I am Shezu by blood. Shezu is related to the Mien branch of the Hmong-Mien family (or, in Pinyin, the Yao branch of the Miao-Yao family).

http://en.wikipedia.org/wiki/She_people
http://www.travelchinaguide.com/intro/nationality/she/

Because of my blood origin, I've always been curious about the Hmong people.

Amongst the She, Mien, and Hmong people, the Hmong people are probably the least sinicised. The She people, on the other hand, are thoroughly sinicised. Only about 1000 She people speak Ho Ne (or Huonie in Pinyin). Everyone else (around 700,000) speak Chinese.

The traditional religion of the She people, like the Yao people, is based on Daoism and shamanism. The most distinctive aspect of She culture is the elaborate traditional headresses She women used to wear.

In my family, there's little left of She culture. Our last name point to our She origin, and we know that we have She blood. Other than that, we're basically Han Chinese. In fact, my family had produced several generations of prominent Chinese nationalists. (I know of several other She families which had produced Chinese nationalists.)

Another thing, I never eat dog meat.
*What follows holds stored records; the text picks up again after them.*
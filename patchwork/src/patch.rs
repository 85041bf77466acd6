use serde::{Deserialize, Serialize};

use crate::shape::shape;
use crate::Shape;

/// A buyable tile: a shape plus its costs and the income it yields.
///
/// Patches are plain values. Reorienting one via the shape transforms
/// produces a new patch with the same costs.
#[derive(Clone, Debug, PartialEq, Eq, Serialize, Deserialize)]
pub struct Patch {
    pub time_cost: u32,
    pub button_cost: u32,
    pub button_income: u32,
    pub shape: Shape,
}

impl Patch {
    pub fn new(time_cost: u32, button_cost: u32, button_income: u32, shape: Shape) -> Self {
        Self {
            time_cost,
            button_cost,
            button_income,
            shape,
        }
    }

    /// The free single-cell filler patch awarded by the time track.
    pub fn leather() -> Self {
        Self::new(0, 0, 0, shape!("#"))
    }

    /// The same patch, rotated 90° clockwise.
    pub fn rotate_clockwise(&self) -> Self {
        Self {
            shape: self.shape.rotate_clockwise(),
            ..self.clone()
        }
    }

    /// The same patch, mirrored along the vertical axis.
    pub fn flip_horizontal(&self) -> Self {
        Self {
            shape: self.shape.flip_horizontal(),
            ..self.clone()
        }
    }
}

impl std::fmt::Display for Patch {
    fn fmt(&self, f: &mut std::fmt::Formatter<'_>) -> std::fmt::Result {
        writeln!(f, "{}", self.shape)?;
        write!(
            f,
            "time cost: {}, button cost: {}, button income: {}",
            self.time_cost, self.button_cost, self.button_income
        )
    }
}

#[cfg(test)]
mod tests {
    use super::*;

    #[test]
    fn leather_is_a_free_single_cell() {
        let leather = Patch::leather();
        assert_eq!(leather.time_cost, 0);
        assert_eq!(leather.button_cost, 0);
        assert_eq!(leather.button_income, 0);
        assert_eq!(leather.shape.cell_count(), 1);
    }

    #[test]
    fn reorienting_keeps_costs() {
        let patch = Patch::new(3, 2, 1, shape!(".##\n##."));
        let turned = patch.rotate_clockwise().flip_horizontal();
        assert_eq!(turned.time_cost, 3);
        assert_eq!(turned.button_cost, 2);
        assert_eq!(turned.button_income, 1);
        assert_eq!(turned.shape.cell_count(), patch.shape.cell_count());
    }
}
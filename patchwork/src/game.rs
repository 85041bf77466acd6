use rand::rngs::StdRng;

use crate::{
    Command, IllegalCommand, MatchView, Patch, PatchQueue, Player, PlayerView, Seat, TimeTrack,
    VisiblePatch, BOARD_SIZE, BONUS_SQUARE, STARTING_BUTTONS, VISIBLE_PATCHES,
};

/// Which patch set a match is played with.
#[derive(Clone, Copy, Debug, PartialEq, Eq)]
pub enum Variant {
    /// Two patch kinds, 20 copies each.
    Short,
    /// The full 33-patch catalog.
    Standard,
}

#[derive(Clone, Copy, Debug)]
enum PendingSource {
    Queue { index: usize },
    Leather,
}

/// A patch the turn holder is still deciding where to put.
///
/// Ephemeral: created when a patch is chosen (or a leather patch comes due)
/// and discarded on commit. Never part of the persisted match state.
#[derive(Clone, Debug)]
pub struct PendingPlacement {
    source: PendingSource,
    patch: Patch,
    position: Option<(usize, usize)>,
}

impl PendingPlacement {
    /// The patch in its current orientation.
    pub fn patch(&self) -> &Patch {
        &self.patch
    }

    pub fn position(&self) -> Option<(usize, usize)> {
        self.position
    }

    /// Whether this is an owed leather patch rather than a bought one.
    pub fn is_leather(&self) -> bool {
        matches!(self.source, PendingSource::Leather)
    }
}

/// A complete two-player match: both players, the shared queue and track,
/// and the turn-holder state machine.
///
/// A match is an explicitly constructed context object; create one per game
/// session and drop it when the session ends.
#[derive(Clone, Debug)]
pub struct Match {
    players: [Player; 2],
    track: TimeTrack,
    queue: PatchQueue,
    holder: Seat,
    bonus_awarded: bool,
    pending: Option<PendingPlacement>,
}

impl Match {
    /// A fresh match of the given variant on the standard time track.
    pub fn new(variant: Variant, rng: &mut StdRng) -> Self {
        let queue = match variant {
            Variant::Short => PatchQueue::new_short(rng),
            Variant::Standard => PatchQueue::new_standard(rng),
        };
        Self::from_parts(queue, TimeTrack::standard())
    }

    /// A match over a custom patch catalog, shuffled, on the standard track.
    pub fn with_custom_catalog(patches: Vec<Patch>, rng: &mut StdRng) -> Self {
        Self::from_parts(PatchQueue::shuffled(patches, rng), TimeTrack::standard())
    }

    /// A match from an explicit queue and track, in the given order.
    pub fn from_parts(queue: PatchQueue, track: TimeTrack) -> Self {
        Self {
            players: [
                Player::new(1, BOARD_SIZE, STARTING_BUTTONS),
                Player::new(2, BOARD_SIZE, STARTING_BUTTONS),
            ],
            track,
            queue,
            holder: Seat::One,
            bonus_awarded: false,
            pending: None,
        }
    }

    pub fn player(&self, seat: Seat) -> &Player {
        &self.players[seat.index()]
    }

    pub fn time_track(&self) -> &TimeTrack {
        &self.track
    }

    pub fn queue(&self) -> &PatchQueue {
        &self.queue
    }

    /// The placement the turn holder is currently deciding on, if any.
    pub fn pending(&self) -> Option<&PendingPlacement> {
        self.pending.as_ref()
    }

    /// Whether the one-shot 7×7 bonus has been claimed by anyone.
    pub fn bonus_awarded(&self) -> bool {
        self.bonus_awarded
    }

    /// Who moves next.
    ///
    /// Resolved from the current positions on every call: the holder keeps
    /// the turn while they owe leather placements; otherwise the turn goes
    /// to the opponent as soon as the opponent is strictly behind.
    pub fn turn_holder(&self) -> Seat {
        let holder = self.holder;
        if self.player(holder).pending_leather_count() > 0 {
            return holder;
        }
        let opponent = holder.opponent();
        if self.player(opponent).position() < self.player(holder).position() {
            opponent
        } else {
            holder
        }
    }

    /// Whether both players stand on the final square with no leather owed.
    pub fn finished(&self) -> bool {
        self.players.iter().all(|p| {
            p.position() == self.track.len() - 1 && p.pending_leather_count() == 0
        })
    }

    /// The seat with the strictly higher score, or `None` on a tie.
    pub fn winner(&self) -> Option<Seat> {
        use std::cmp::Ordering;
        match self.players[0].score().cmp(&self.players[1].score()) {
            Ordering::Greater => Some(Seat::One),
            Ordering::Less => Some(Seat::Two),
            Ordering::Equal => None,
        }
    }

    /// Claims the match-wide 7×7 bonus. True exactly once, for the first
    /// caller; every later call returns false no matter who asks.
    pub fn award_bonus_once(&mut self) -> bool {
        if !self.bonus_awarded {
            self.bonus_awarded = true;
            true
        } else {
            false
        }
    }

    /// Validates and executes one command for `seat`.
    ///
    /// On rejection the match state is completely unchanged.
    pub fn apply(&mut self, seat: Seat, command: Command) -> Result<(), IllegalCommand> {
        if self.finished() {
            return Err(IllegalCommand::MatchFinished);
        }
        let holder = self.turn_holder();
        if seat != holder {
            return Err(IllegalCommand::NotYourTurn { seat });
        }
        self.holder = holder;

        match command {
            Command::ChoosePatch { index } => self.choose_patch(seat, index),
            Command::RotatePending => self.reorient_pending(Patch::rotate_clockwise),
            Command::FlipPending => self.reorient_pending(Patch::flip_horizontal),
            Command::SetPendingPosition { x, y } => self.set_pending_position(x, y),
            Command::CommitPending => self.commit_pending(seat),
            Command::EndTurn => self.end_turn(seat),
        }
    }

    /// Read-only snapshot of everything a renderer needs.
    pub fn snapshot(&self) -> MatchView {
        let holder = self.player(self.turn_holder());
        let visible_patches = (0..VISIBLE_PATCHES.min(self.queue.remaining()))
            .map(|k| {
                let patch = self.queue.visible(k).expect("visible patch disappeared");
                VisiblePatch {
                    affordable: holder.can_afford(patch),
                    placeable: holder.can_place(patch),
                    patch: patch.clone(),
                }
            })
            .collect();
        let finished = self.finished();
        MatchView {
            turn_holder: self.turn_holder(),
            finished,
            winner: if finished { self.winner() } else { None },
            track_length: self.track.len(),
            patches_remaining: self.queue.remaining(),
            visible_patches,
            players: [self.player_view(Seat::One), self.player_view(Seat::Two)],
        }
    }

    fn player_view(&self, seat: Seat) -> PlayerView {
        let player = self.player(seat);
        PlayerView {
            seat,
            buttons: player.buttons(),
            position: player.position(),
            button_income: player.button_income(),
            remaining_space: player.board().remaining_space(),
            pending_leather: player.pending_leather_count(),
            has_bonus: player.has_bonus(),
            score: player.score(),
            patches: player.board().patches().to_vec(),
        }
    }

    fn choose_patch(&mut self, seat: Seat, index: usize) -> Result<(), IllegalCommand> {
        let player = self.player(seat);
        if player.pending_leather_count() > 0 {
            return Err(IllegalCommand::LeatherOwed {
                count: player.pending_leather_count(),
            });
        }
        if self.pending.is_some() {
            return Err(IllegalCommand::UnresolvedPendingPatch);
        }
        if index >= VISIBLE_PATCHES {
            return Err(IllegalCommand::NoSuchPatch { index });
        }
        let Some(patch) = self.queue.visible(index) else {
            return Err(IllegalCommand::NotEnoughPatches {
                index,
                remaining: self.queue.remaining(),
            });
        };
        if !player.can_afford(patch) {
            return Err(IllegalCommand::CannotAfford {
                cost: patch.button_cost,
                buttons: player.buttons(),
            });
        }
        if !player.can_place(patch) {
            return Err(IllegalCommand::NoRoomOnBoard);
        }
        self.pending = Some(PendingPlacement {
            source: PendingSource::Queue { index },
            patch: patch.clone(),
            position: None,
        });
        Ok(())
    }

    fn reorient_pending(&mut self, transform: fn(&Patch) -> Patch) -> Result<(), IllegalCommand> {
        match &mut self.pending {
            Some(pending) => {
                pending.patch = transform(&pending.patch);
                Ok(())
            }
            None => Err(IllegalCommand::NoPendingPatch),
        }
    }

    fn set_pending_position(&mut self, x: usize, y: usize) -> Result<(), IllegalCommand> {
        match &mut self.pending {
            Some(pending) => {
                pending.position = Some((x, y));
                Ok(())
            }
            None => Err(IllegalCommand::NoPendingPatch),
        }
    }

    fn commit_pending(&mut self, seat: Seat) -> Result<(), IllegalCommand> {
        let Some(pending) = self.pending.as_ref() else {
            return Err(IllegalCommand::NoPendingPatch);
        };
        let Some((x, y)) = pending.position else {
            return Err(IllegalCommand::NoPositionChosen);
        };
        let idx = seat.index();
        if !self.players[idx].board().fits(&pending.patch, x, y) {
            return Err(IllegalCommand::DoesNotFit { x, y });
        }

        let pending = self.pending.take().expect("pending placement disappeared");
        match pending.source {
            PendingSource::Leather => {
                self.players[idx].place_leather(x, y);
            }
            PendingSource::Queue { index } => {
                // The queue still holds the original orientation; discard it
                // and commit the oriented copy.
                let _ = self.queue.take(index);
                self.players[idx].buy_and_place(pending.patch, x, y, &mut self.track);
            }
        }

        if self.players[idx].board().has_filled_bonus_square() && self.award_bonus_once() {
            self.players[idx].award_bonus();
        }
        self.refresh_pending_leather(seat);
        Ok(())
    }

    fn end_turn(&mut self, seat: Seat) -> Result<(), IllegalCommand> {
        let player = self.player(seat);
        if player.pending_leather_count() > 0 {
            return Err(IllegalCommand::LeatherOwed {
                count: player.pending_leather_count(),
            });
        }
        if self.pending.is_some() {
            return Err(IllegalCommand::UnresolvedPendingPatch);
        }
        let opponent_position = self.player(seat.opponent()).position();
        self.players[seat.index()].end_turn(opponent_position, &mut self.track);
        self.refresh_pending_leather(seat);
        Ok(())
    }

    /// Turns an owed leather patch into a pending placement the player must
    /// resolve. Owed leathers that can never be placed (full board) are
    /// dropped outright.
    fn refresh_pending_leather(&mut self, seat: Seat) {
        debug_assert!(self.pending.is_none());
        let player = &mut self.players[seat.index()];
        if player.pending_leather_count() == 0 {
            return;
        }
        if player.board().remaining_space() == 0 {
            player.forfeit_pending_leather();
            return;
        }
        self.pending = Some(PendingPlacement {
            source: PendingSource::Leather,
            patch: Patch::leather(),
            position: None,
        });
    }
}
use crate::{QuiltBoard, TimeTrack};

/// Renders a quilt board's occupancy as a framed text block.
pub fn visualize_board(board: &QuiltBoard) -> String {
    let frame: String = format!("|{}|\n", "=".repeat(board.size()));
    let mut result = format!(
        "Quilt board (remaining space: {})\n",
        board.remaining_space()
    );
    result += &frame;
    for y in 0..board.size() {
        result.push('|');
        for x in 0..board.size() {
            result.push(if board.occupied(x, y) { '#' } else { '.' });
        }
        result += "|\n";
    }
    result += &frame;
    result
}

/// Renders the time track with both player positions above and below it.
///
/// `o` marks an income cell, `*` an unconsumed leather marker.
pub fn visualize_track(track: &TimeTrack, positions: [usize; 2]) -> String {
    let mut result = format!("{}|p1\n", " ".repeat(positions[0]));
    for cell in 0..track.len() {
        result.push(if track.has_income(cell) {
            'o'
        } else if track.has_leather(cell) {
            '*'
        } else {
            '='
        });
    }
    result += &format!("\n{}|p2", " ".repeat(positions[1]));
    result
}

#[cfg(test)]
mod tests {
    use super::*;
    use crate::shape::shape;
    use crate::Patch;

    #[test]
    fn board_rendering_marks_occupied_cells() {
        let mut board = QuiltBoard::new(3);
        board.commit(Patch::new(0, 0, 0, shape!("##")), 0, 1);
        let text = visualize_board(&board);
        assert_eq!(
            text,
            "Quilt board (remaining space: 7)\n|===|\n|...|\n|##.|\n|...|\n|===|\n"
        );
    }

    #[test]
    fn track_rendering_marks_markers_and_positions() {
        let track = TimeTrack::new(6, &[1], &[3]);
        let text = visualize_track(&track, [0, 4]);
        assert_eq!(text, "|p1\n=o=*==\n    |p2");
    }
}
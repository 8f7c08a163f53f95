//! `/{action}/{service}/{method}` dispatch for the meta, data and errors actions.

use crate::config::{Service, ServiceCollection, Snapshot};
use crate::error::AppError;
use crate::handlers::serialized::{Link, MethodSerialized, Ordered, ServiceErrors, ServiceSerialized};
use crate::response::{success_many, success_one};
use crate::service::DataService;
use crate::state::AppState;
use axum::{
    extract::{Query, State},
    http::{header, Method as HttpMethod, StatusCode, Uri},
    response::{IntoResponse, Response},
};
use serde_json::{json, Map, Value};

/// Absolute path from raw name segments, each percent-encoded.
fn href(parts: &[&str]) -> String {
    parts.iter().map(|p| format!("/{}", urlencoding::encode(p))).collect()
}

fn found(location: String) -> Response {
    (StatusCode::FOUND, [(header::LOCATION, location)]).into_response()
}

fn find_service<'a>(services: &'a ServiceCollection, name: &str) -> Result<&'a Service, AppError> {
    services.get(name).ok_or_else(|| {
        AppError::bad_request_with(format!("Unknown service name '{}'", name), json!({ "service": name }))
    })
}

fn find_method<'a>(service: &'a Service, name: &str) -> Result<&'a crate::config::Method, AppError> {
    service.methods.get(name).ok_or_else(|| {
        AppError::bad_request_with(format!("Unknown method name '{}'", name), json!({ "method": name }))
    })
}

/// Entry point for every API path. The snapshot is read once per request.
pub async fn dispatch(
    State(state): State<AppState>,
    method: HttpMethod,
    uri: Uri,
    Query(query): Query<Vec<(String, String)>>,
) -> Result<Response, AppError> {
    if method != HttpMethod::GET {
        return Err(AppError::MethodNotAllowed);
    }
    let snapshot = state.current();
    let decoded = uri
        .path()
        .split('/')
        .filter(|s| !s.is_empty())
        .map(urlencoding::decode)
        .collect::<Result<Vec<_>, _>>()
        .map_err(|_| AppError::bad_request("Path components must be valid UTF-8"))?;
    if decoded.len() > 3 {
        return Err(AppError::bad_request("Too many path components supplied"));
    }
    let segments: Vec<&str> = decoded.iter().map(|s| s.as_ref()).collect();
    let Some((action, rest)) = segments.split_first() else {
        return Ok(root(&snapshot));
    };

    let action = action.to_ascii_lowercase();
    if matches!(action.as_str(), "meta" | "data") && !snapshot.services.errors.is_empty() {
        return Err(AppError::Severe(json!({
            "configHash": snapshot.hash,
            "errors": snapshot.services.errors,
        })));
    }
    match action.as_str() {
        "meta" => meta(&snapshot, rest),
        "errors" => errors(&snapshot, rest),
        "data" => data(&state, &snapshot, rest, &query).await,
        _ => Err(AppError::bad_request_with(
            format!("Unknown request type '{}'", segments[0]),
            json!({ "action": segments[0] }),
        )),
    }
}

fn root(snapshot: &Snapshot) -> Response {
    success_one(json!({
        "configHash": snapshot.hash,
        "links": [Link::new("meta", "/meta"), Link::new("errors", "/errors")],
    }))
    .into_response()
}

fn meta(snapshot: &Snapshot, path: &[&str]) -> Result<Response, AppError> {
    let services = &snapshot.services;
    let body = match *path {
        [] => {
            let links: Ordered<&str, Link> = services
                .entries()
                .map(|(name, _)| (name, Link::new("child", href(&["meta", name]))))
                .collect();
            json!({
                "configHash": snapshot.hash,
                "serviceLinks": links,
            })
        }
        [service_name] => {
            let service = find_service(services, service_name)?;
            json!({
                "configHash": snapshot.hash,
                "service": ServiceSerialized::new(services, service),
            })
        }
        [service_name, method_name] => {
            let service = find_service(services, service_name)?;
            let method = find_method(service, method_name)?;
            json!({
                "configHash": snapshot.hash,
                "serviceLink": Link::new("parent", href(&["meta", service_name])),
                "selfLink": Link::new("self", href(&["meta", service_name, method_name])),
                "dataLink": Link::new("data", href(&["data", service_name, method_name])),
                "method": MethodSerialized::from(method),
            })
        }
        _ => return Err(AppError::bad_request("Too many path components supplied")),
    };
    Ok(success_one(body).into_response())
}

fn errors(snapshot: &Snapshot, path: &[&str]) -> Result<Response, AppError> {
    let services = &snapshot.services;
    let body = match *path {
        [] => {
            let failing: Map<String, Value> = services
                .services()
                .iter()
                .filter(|s| s.has_errors())
                .map(|s| {
                    let view = serde_json::to_value(ServiceErrors::from(s)).unwrap_or(Value::Null);
                    (s.name.clone(), view)
                })
                .collect();
            json!({
                "configHash": snapshot.hash,
                "errors": services.errors,
                "services": failing,
            })
        }
        [service_name] => {
            let service = find_service(services, service_name)?;
            let view = ServiceErrors::from(service);
            json!({
                "configHash": snapshot.hash,
                "service": service.name,
                "errors": view.errors,
                "methods": view.methods,
            })
        }
        [service_name, method_name] => {
            let service = find_service(services, service_name)?;
            let method = find_method(service, method_name)?;
            json!({
                "configHash": snapshot.hash,
                "service": service.name,
                "method": method.name,
                "errors": method.errors,
            })
        }
        _ => return Err(AppError::bad_request("Too many path components supplied")),
    };
    Ok(success_one(body).into_response())
}

async fn data(
    state: &AppState,
    snapshot: &Snapshot,
    path: &[&str],
    query: &[(String, String)],
) -> Result<Response, AppError> {
    match *path {
        [] => Ok(found("/meta".to_string())),
        [service_name] => {
            find_service(&snapshot.services, service_name)?;
            Ok(found(href(&["meta", service_name])))
        }
        [service_name, method_name] => {
            let service = find_service(&snapshot.services, service_name)?;
            let method = find_method(service, method_name)?;
            let result =
                DataService::execute(state.executor.as_ref(), snapshot, &service.name, method, query).await?;
            Ok(success_many(result.rows, result.meta).into_response())
        }
        _ => Err(AppError::bad_request("Too many path components supplied")),
    }
}
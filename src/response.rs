//! Standard response envelope helpers.

use axum::{http::StatusCode, Json};
use serde::Serialize;

#[derive(Serialize)]
pub struct SuccessOne<T> {
    pub data: T,
    #[serde(skip_serializing_if = "Option::is_none")]
    pub meta: Option<serde_json::Value>,
}

#[derive(Serialize)]
pub struct SuccessMany<T, M> {
    pub data: Vec<T>,
    pub meta: M,
}

pub fn success_one<T: Serialize>(data: T) -> (StatusCode, Json<SuccessOne<T>>) {
    (StatusCode::OK, Json(SuccessOne { data, meta: None }))
}

pub fn success_many<T: Serialize, M: Serialize>(data: Vec<T>, meta: M) -> (StatusCode, Json<SuccessMany<T, M>>) {
    (StatusCode::OK, Json(SuccessMany { data, meta }))
}
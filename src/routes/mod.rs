mod api;
mod common;

pub use api::api_routes;
pub use common::common_routes;

use crate::state::AppState;
use axum::Router;
use tower_http::limit::RequestBodyLimitLayer;

/// Request bodies are never read; anything larger than this is refused.
pub const MAX_BODY_BYTES: usize = 16 * 1024;

/// The full application router.
pub fn app(state: AppState) -> Router {
    common_routes(state.clone())
        .merge(api_routes(state))
        .layer(RequestBodyLimitLayer::new(MAX_BODY_BYTES))
}
//! Reads an HSON source into a JSON value, hashing the exact JSON bytes produced.

use crate::error::{LexError, LoadError};
use crate::hson::import::{HsonSource, ImportResolver};
use crate::hson::lexer::{HsonLexer, WhitespaceHandling};
use crate::hson::source_map::SourceMap;
use sha2::{Digest, Sha256};
use std::io::{self, Read};
use std::sync::Arc;

/// A parsed configuration document and the digest of the JSON text it was parsed from.
#[derive(Debug)]
pub struct HashedDocument {
    pub value: serde_json::Value,
    /// Lowercase hex SHA-256.
    pub hash: String,
    pub source_map: SourceMap,
}

/// Adapts the lexer's character stream to `io::Read` for `serde_json::from_reader`.
struct JsonStream {
    lexer: HsonLexer,
    hasher: Sha256,
    /// Output offset of the first byte of each output line.
    line_starts: Vec<usize>,
    written: usize,
    carry: [u8; 4],
    carry_len: usize,
    carry_pos: usize,
    error: Option<LexError>,
}

impl JsonStream {
    fn new(lexer: HsonLexer) -> Self {
        JsonStream {
            lexer,
            hasher: Sha256::new(),
            line_starts: vec![0],
            written: 0,
            carry: [0; 4],
            carry_len: 0,
            carry_pos: 0,
            error: None,
        }
    }

    /// Translate a 1-based (line, column) of the JSON text to a byte offset.
    fn offset_of(&self, line: usize, column: usize) -> usize {
        let start = self
            .line_starts
            .get(line.saturating_sub(1))
            .copied()
            .unwrap_or(self.written);
        start + column.saturating_sub(1)
    }
}

impl Read for JsonStream {
    fn read(&mut self, buf: &mut [u8]) -> io::Result<usize> {
        let mut n = 0;
        while n < buf.len() {
            if self.carry_pos < self.carry_len {
                buf[n] = self.carry[self.carry_pos];
                self.carry_pos += 1;
                n += 1;
                continue;
            }
            match self.lexer.next() {
                None => break,
                Some(Err(e)) => {
                    self.error = Some(e);
                    return Err(io::Error::new(io::ErrorKind::InvalidData, "HSON lexer error"));
                }
                Some(Ok(c)) => {
                    let mut utf8 = [0u8; 4];
                    let bytes = c.encode_utf8(&mut utf8).as_bytes();
                    self.hasher.update(bytes);
                    self.written += bytes.len();
                    if c == '\n' {
                        self.line_starts.push(self.written);
                    }
                    self.carry[..bytes.len()].copy_from_slice(bytes);
                    self.carry_len = bytes.len();
                    self.carry_pos = 0;
                }
            }
        }
        Ok(n)
    }
}

/// Lex `source`, parse the result as JSON, and hash the JSON bytes.
///
/// Lexical errors surface as [`LoadError::Lex`]; JSON syntax errors are mapped back to
/// the HSON source through the source map and surface as [`LoadError::Json`].
pub fn read_document(
    source: HsonSource,
    whitespace: WhitespaceHandling,
    resolver: Arc<dyn ImportResolver>,
) -> Result<HashedDocument, LoadError> {
    let root_name = source.name.clone();
    let mut stream = JsonStream::new(HsonLexer::new(source, whitespace, resolver));
    let parsed: Result<serde_json::Value, serde_json::Error> = serde_json::from_reader(&mut stream);
    if let Some(e) = stream.error.take() {
        return Err(LoadError::Lex(e));
    }
    match parsed {
        Ok(value) => Ok(HashedDocument {
            value,
            hash: hex::encode(stream.hasher.finalize()),
            source_map: stream.lexer.into_source_map(),
        }),
        Err(e) => {
            let offset = stream.offset_of(e.line(), e.column());
            let message = json_error_message(&e);
            let located = match stream.lexer.source_map().locate(offset) {
                Some(pos) => format!("{}: {}", pos, message),
                None => format!("{}: {}", root_name, message),
            };
            Err(LoadError::Json(located))
        }
    }
}

/// serde_json appends " at line L column C"; the caller supplies source coordinates instead.
fn json_error_message(e: &serde_json::Error) -> String {
    let text = e.to_string();
    match text.rfind(" at line ") {
        Some(i) => text[..i].to_string(),
        None => text,
    }
}

/// Lex and parse strict JSON text received without a directory context (e.g. over HTTP).
pub fn read_json_text(name: &str, text: String, whitespace: WhitespaceHandling) -> Result<HashedDocument, LoadError> {
    read_document(
        HsonSource::new(name, text),
        whitespace,
        Arc::new(crate::hson::import::NoImports),
    )
}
The She ancestor, Pan Hu, was a dog, and so eating dogs is forbidden.

Personally, I identify with Zhonghua, the Chinese cultural ideal. I am satisfied that Teochiu culture and Hakka culture both have strong She components. I'm also satisfied that these days Chiyou, along with both Yandi and Huangdi, is considered an ancestor of Zhonghua.

I consider myself Chinese. I'm non-Han, I'm of She ancestry, but I'm Chinese. When westerners ask me what I am, I always say Chinese. When other Chinese people ask me where I'm from, then I tell them that I'm She by ancestry.

This is just a personal perspective. I understand why many Hmong people outside of China don't consider themselves Chinese.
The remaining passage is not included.